Por años, el periodismo colombiano ha librado una batalla silenciosa contra una de sus peores deformaciones: la confusión deliberada entre opinión, militancia política y propaganda. El caso de Julia Correa es un síntoma preocupante de esa deriva.
Correa se dio a conocer inicialmente como bloguera y luego como opinadora en Revista Semana, medio que, más allá de su línea editorial legítima, tiene una enorme responsabilidad ética por el poder de amplificación que ejerce sobre la opinión pública. Durante su paso por esa tribuna, sus contenidos se caracterizaron por un tono abiertamente político, confrontacional y dirigido de forma reiterada contra actores específicos como Daniel Quintero y Gustavo Petro, así como por su cercanía ideológica con figuras como Federico Gutiérrez.
No es ilegítimo tener una postura política. Lo que resulta éticamente reprochable es ocultar el proselitismo bajo el ropaje del periodismo de opinión, simulando independencia donde existe alineamiento, y análisis donde hay consigna. Como advertía Hannah Arendt:
“La mentira organizada tiende siempre a destruir aquello mismo que pretende defender.”
Durante años, sus piezas audiovisuales circularon como contenido periodístico cuando, en la práctica, operaban como mensajes de agitación política. No hubo contraste real de fuentes, no hubo pluralidad efectiva, no hubo intención pedagógica: hubo señalamiento, simplificación y una narrativa de amigos y enemigos. Eso no es opinión: es militancia mediada por un micrófono.
Hoy, esa misma figura aparece dentro de los primeros lugares de la lista cerrada al Senado del Centro Democrático. El tránsito es revelador: de opinadora “independiente” a candidata con curul prácticamente asegurada. La pregunta ética es inevitable:
¿El espacio en un medio influyente fue un ejercicio periodístico genuino o una plataforma de posicionamiento político personal
Y eso es, precisamente, lo que aquí está en juego: la producción de realidades políticas bajo el disfraz de la opinión informada.

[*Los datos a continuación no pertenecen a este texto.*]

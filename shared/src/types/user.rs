use serde::{Deserialize, Serialize};

use super::Role;

/// Public projection of a stored identity. The password hash never leaves
/// the server.
#[derive(Debug, Clone, PartialEq, Eq, Serialize, Deserialize)]
pub struct UserView {
    pub id: i64,
    pub email: String,
    pub roles: Vec<Role>,
}
use shared::types::Role;

/// Caller identity derived from a verified session token.
///
/// Lives only as long as the request that carries it.
#[derive(Debug, Clone, PartialEq, Eq)]
pub struct Principal {
    email: String,
    authorities: Vec<String>,
}

impl Principal {
    /// `authorities` are expected to already carry the `ROLE_` prefix.
    pub fn new(email: String, authorities: Vec<String>) -> Self {
        Self { email, authorities }
    }

    pub fn email(&self) -> &str {
        &self.email
    }

    pub fn authorities(&self) -> &[String] {
        &self.authorities
    }

    pub fn has_authority(&self, authority: &str) -> bool {
        self.authorities.iter().any(|a| a == authority)
    }

    pub fn has_role(&self, role: Role) -> bool {
        self.has_authority(&role.authority())
    }
}

/// Per-request authentication state.
///
/// The authentication filter inserts exactly one of these into each
/// request's extensions; downstream layers and handlers read it from there.
#[derive(Debug, Clone, Default, PartialEq, Eq)]
pub enum Authentication {
    #[default]
    Anonymous,
    Authenticated(Principal),
}

impl Authentication {
    pub fn principal(&self) -> Option<&Principal> {
        match self {
            Self::Authenticated(p) => Some(p),
            Self::Anonymous => None,
        }
    }

    pub fn is_authenticated(&self) -> bool {
        matches!(self, Self::Authenticated(_))
    }

    /// Read the state attached to a request. A request the filter never saw
    /// is anonymous.
    pub fn of(extensions: &http::Extensions) -> Authentication {
        extensions
            .get::<Authentication>()
            .cloned()
            .unwrap_or_default()
    }
}

#[cfg(test)]
mod tests {
    use super::*;

    fn admin() -> Principal {
        Principal::new(
            "root@example.com".into(),
            vec!["ROLE_ADMIN".into(), "ROLE_USER".into()],
        )
    }

    #[test]
    fn role_checks_use_prefixed_authorities() {
        let p = admin();
        assert!(p.has_role(Role::Admin));
        assert!(p.has_authority("ROLE_USER"));
        assert!(!p.has_authority("ADMIN"));
    }

    #[test]
    fn unprefixed_authority_does_not_grant_role() {
        let p = Principal::new("x@example.com".into(), vec!["ADMIN".into()]);
        assert!(!p.has_role(Role::Admin));
    }

    #[test]
    fn missing_extension_reads_as_anonymous() {
        let ext = http::Extensions::new();
        assert_eq!(Authentication::of(&ext), Authentication::Anonymous);
    }

    #[test]
    fn principal_accessor_matches_variant() {
        let auth = Authentication::Authenticated(admin());
        assert!(auth.is_authenticated());
        assert_eq!(auth.principal().unwrap().email(), "root@example.com");
        assert!(Authentication::Anonymous.principal().is_none());
    }
}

Más grave aún es el silencio editorial frente a los posibles conflictos de interés que sectores ciudadanos han señalado, en relación con vínculos familiares asociados a escenarios empresariales sensibles como Hidroituango. No se trata de afirmar responsabilidades que deben ser determinadas por las autoridades competentes, sino de subrayar que el periodismo serio no puede permitirse zonas de sombra cuando de poder económico y político se trata.
El problema de fondo no es una persona. El problema es un modelo de periodismo que normaliza el activismo partidista sin transparencia, que convierte la opinión en un arma de demolición política, y que luego se sorprende cuando el público deja de creer.
Cuando esa ética desaparece, el periodista deja de ser un mediador social y se convierte en operador político con credencial de comunicador.
Hoy vemos cómo una figura que utilizó una plataforma mediática para atacar, desacreditar y polarizar con escasa o nula construcción propositiva vuelve a dar el salto a la política formal. Porque hay que decirlo Julia Correa no tiene votos se quemó y feo en las pasadas elecciones, Ese tránsito confirma lo que muchos advertían: no era opinión, era campaña anticipada.
Y aquí surge la responsabilidad histórica de Revista Semana. Un medio no solo informa: forma cultura democrática. Cuando se presta por acción u omisión para que el periodismo se convierta en trinchera ideológica camuflada, erosiona su propia credibilidad, debilita el debate público y engaña a la audiencia, que cree estar consumiendo análisis cuando en realidad recibe propaganda.
El filósofo Jürgen Habermas sostuvo que la democracia solo sobrevive si existe una esfera pública informada, crítica y libre de manipulaciones. Cuando esa esfera se contamina con intereses partidistas encubiertos, la democracia pierde oxígeno.
Este caso no debería leerse solo como una polémica política más. Debe leerse como una advertencia sobre el deterioro del periodismo de opinión en Colombia, donde algunos han cambiado el rigor por el aplauso de la barra brava, el análisis por el insulto, y la ética por la conveniencia.
La ciudadanía no está obligada a compartir una ideología. Pero sí tiene derecho a saber cuándo le hablan como periodista y cuándo le hablan como militante. Lo contrario no es comunicación: es engaño.
Y esa, sin duda, es una de las peores traiciones que puede cometer el periodismo.